Историки очень не любят разговоры о мотивах. Избежать их в науке невозможно, ведь, как учил нас Вебер, наука должна не только описывать, но также объяснять и предсказывать. Однако любые теории о мотивах исторической личности неизбежно остаются в статусе версий. Все перечисленные объяснения негативного отношения Сталина к памяти о Победе и Войне достаточно хорошо обоснованы. И именно поэтому среди них невозможно выбрать какую-то одну. Более того, когда речь идет о мотивации человека, необходимо помнить, что действует не один мотив, а их совокупность. Вполне возможно, что Сталин ОДНОВРЕМЕННО и боялся генералов, и хотел пресечь народные ожидания лучшей жизни, и сам хотел забыть свои неудачи, и готовил новую войну с бывшими союзниками.
Можно спорить о значимости тех или иных причин, но их последствие является историческим фактом: Сталин сделал все возможное, чтобы стереть из народной памяти Войну и Победу.
Когда Сталин умер (то ли сам, то ли при активной помощи собственного ближайшего окружения), начались широкомасштабные реформы. Даже Берия, руководивший ГУЛАГом, первым делом начал именно сворачивать ГУЛАГ. Так же поступили и практически все народные комиссары (министры), все члены Политбюро (высшего органа управления Партии). Логично было бы ожидать, что и отношение к Войне сменится на противоположное. И первое время, действительно, мы видим всплеск интереса к Войне. Теперь уже разрешается говорить о своей роли в Войне, начинают проводиться посвященные ей массовые акции, начинают появляться объединения участников войны… Во многом это происходило под влиянием маршала Жукова, игравшего важную роль в коллективном управлении СССР в первые годы после смерти Сталина. И все это прекратилось с приходом Хрущева.
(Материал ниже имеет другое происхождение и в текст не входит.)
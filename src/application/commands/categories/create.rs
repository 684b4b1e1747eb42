// src/application/commands/categories/create.rs
use super::service::CategoryCommandService;
use crate::{
    application::{
        commands::SLUG_INSERT_ATTEMPTS,
        dto::{AuthenticatedUser, CategoryDto},
        error::ApplicationResult,
    },
    domain::{
        category::{CategoryTitle, NewCategory},
        errors::DomainError,
    },
};

pub struct CreateCategoryCommand {
    pub title: String,
    pub slug: Option<String>,
}

impl CategoryCommandService {
    pub async fn create_category(
        &self,
        _actor: &AuthenticatedUser,
        command: CreateCategoryCommand,
    ) -> ApplicationResult<CategoryDto> {
        let title = CategoryTitle::new(command.title)?;
        let explicit_slug = command
            .slug
            .as_deref()
            .map(str::trim)
            .filter(|s| !s.is_empty());

        let mut attempt = 1;
        loop {
            let slug = self
                .slug_resolver
                .resolve(title.as_str(), explicit_slug, None)
                .await?;

            let now = self.clock.now();
            let new_category = NewCategory {
                title: title.clone(),
                slug,
                created_at: now,
                updated_at: now,
            };

            match self.write_repo.insert(new_category).await {
                Ok(category) => return Ok(category.into()),
                Err(DomainError::SlugConflict(_))
                    if explicit_slug.is_none() && attempt < SLUG_INSERT_ATTEMPTS =>
                {
                    tracing::warn!(attempt, title = %title, "category slug raced at commit, retrying");
                    attempt += 1;
                }
                Err(err) => return Err(err.into()),
            }
        }
    }
}
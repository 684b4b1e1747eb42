// src/application/queries/posts/list.rs
use super::service::PostQueryService;
use crate::application::{dto::PostDto, error::ApplicationResult};

const MAX_PAGE_SIZE: u32 = 100;

pub struct ListPostsQuery {
    pub include_drafts: bool,
    pub limit: u32,
}

impl Default for ListPostsQuery {
    fn default() -> Self {
        Self {
            include_drafts: false,
            limit: 20,
        }
    }
}

impl PostQueryService {
    /// Newest posts first; drafts only when explicitly requested.
    pub async fn list_posts(&self, query: ListPostsQuery) -> ApplicationResult<Vec<PostDto>> {
        let limit = query.limit.clamp(1, MAX_PAGE_SIZE);
        let posts = self.read_repo.list(query.include_drafts, limit).await?;
        Ok(posts.into_iter().map(Into::into).collect())
    }
}
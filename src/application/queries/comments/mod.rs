mod list_by_post;
mod service;

pub use list_by_post::ListCommentsByPostQuery;
pub use service::CommentQueryService;
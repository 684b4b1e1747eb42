// src/application/commands/categories/update.rs
use super::service::CategoryCommandService;
use crate::{
    application::{
        dto::{AuthenticatedUser, CategoryDto},
        error::{ApplicationError, ApplicationResult},
    },
    domain::category::{CategoryId, CategoryTitle, CategoryUpdate},
};

pub struct UpdateCategoryCommand {
    pub id: i64,
    pub title: Option<String>,
    pub slug: Option<String>,
}

impl CategoryCommandService {
    pub async fn update_category(
        &self,
        _actor: &AuthenticatedUser,
        command: UpdateCategoryCommand,
    ) -> ApplicationResult<CategoryDto> {
        let id = CategoryId::new(command.id)?;
        let category = self
            .read_repo
            .find_by_id(id)
            .await?
            .ok_or_else(|| ApplicationError::not_found("category not found"))?;

        let title_opt = command.title.map(CategoryTitle::new).transpose()?;
        let explicit_slug = command
            .slug
            .as_deref()
            .map(str::trim)
            .filter(|s| !s.is_empty());

        let title_changed = title_opt
            .as_ref()
            .is_some_and(|t| t.as_str() != category.title.as_str());

        let effective_title = title_opt.as_ref().unwrap_or(&category.title);
        let slug_opt = if explicit_slug.is_some() || title_changed {
            Some(
                self.slug_resolver
                    .resolve(effective_title.as_str(), explicit_slug, Some(id.into()))
                    .await?,
            )
        } else {
            None
        };

        let update = CategoryUpdate {
            id,
            title: title_opt,
            slug: slug_opt,
            updated_at: self.clock.now(),
        };

        let updated = self.write_repo.update(update).await?;
        Ok(updated.into())
    }
}
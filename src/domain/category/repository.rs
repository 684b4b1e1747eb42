use crate::domain::category::entity::{Category, CategoryUpdate, NewCategory};
use crate::domain::category::value_objects::CategoryId;
use crate::domain::errors::DomainResult;
use crate::domain::slug::{Slug, SlugProbe};
use async_trait::async_trait;

#[async_trait]
pub trait CategoryWriteRepository: Send + Sync {
    async fn insert(&self, category: NewCategory) -> DomainResult<Category>;
    async fn update(&self, update: CategoryUpdate) -> DomainResult<Category>;
    async fn delete(&self, id: CategoryId) -> DomainResult<()>;
}

#[async_trait]
pub trait CategoryReadRepository: SlugProbe {
    async fn find_by_id(&self, id: CategoryId) -> DomainResult<Option<Category>>;
    async fn find_by_slug(&self, slug: &Slug) -> DomainResult<Option<Category>>;
    async fn list(&self) -> DomainResult<Vec<Category>>;
}
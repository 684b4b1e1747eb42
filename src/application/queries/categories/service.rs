// src/application/queries/categories/service.rs
use std::sync::Arc;

use crate::domain::category::CategoryReadRepository;

pub struct CategoryQueryService {
    pub(super) read_repo: Arc<dyn CategoryReadRepository>,
}

impl CategoryQueryService {
    pub fn new(read_repo: Arc<dyn CategoryReadRepository>) -> Self {
        Self { read_repo }
    }
}
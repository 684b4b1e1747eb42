mod create;
mod delete;
mod service;
mod update;

pub use create::CreateCategoryCommand;
pub use delete::DeleteCategoryCommand;
pub use service::CategoryCommandService;
pub use update::UpdateCategoryCommand;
Итак, мы можем сказать, что память о Победе в Великой Отечественной Войне по своему происхождению – память народная и в некотором смысле даже оппозиционная. Это память людей, прошедших войну, о тех, кто не вернулся. И от том, куда они не вернулись. О трагедии и личном подвиге, но в наибольшей степени – о выживании. И это выживание продолжилось после войны, когда Сталин всячески пытался истребить память о войне, а народ бережно ее сохранял несмотря на давление и даже репрессии (такие, как «Ленинградское дело»). Так продолжалось вплоть до смерти Сталина, после которой о войне впервые вспомнили на официальном уровне. Однако это продолжалось недолго: вскоре политические интриги снова побудили советские власти искусственно пересмотреть политику памяти.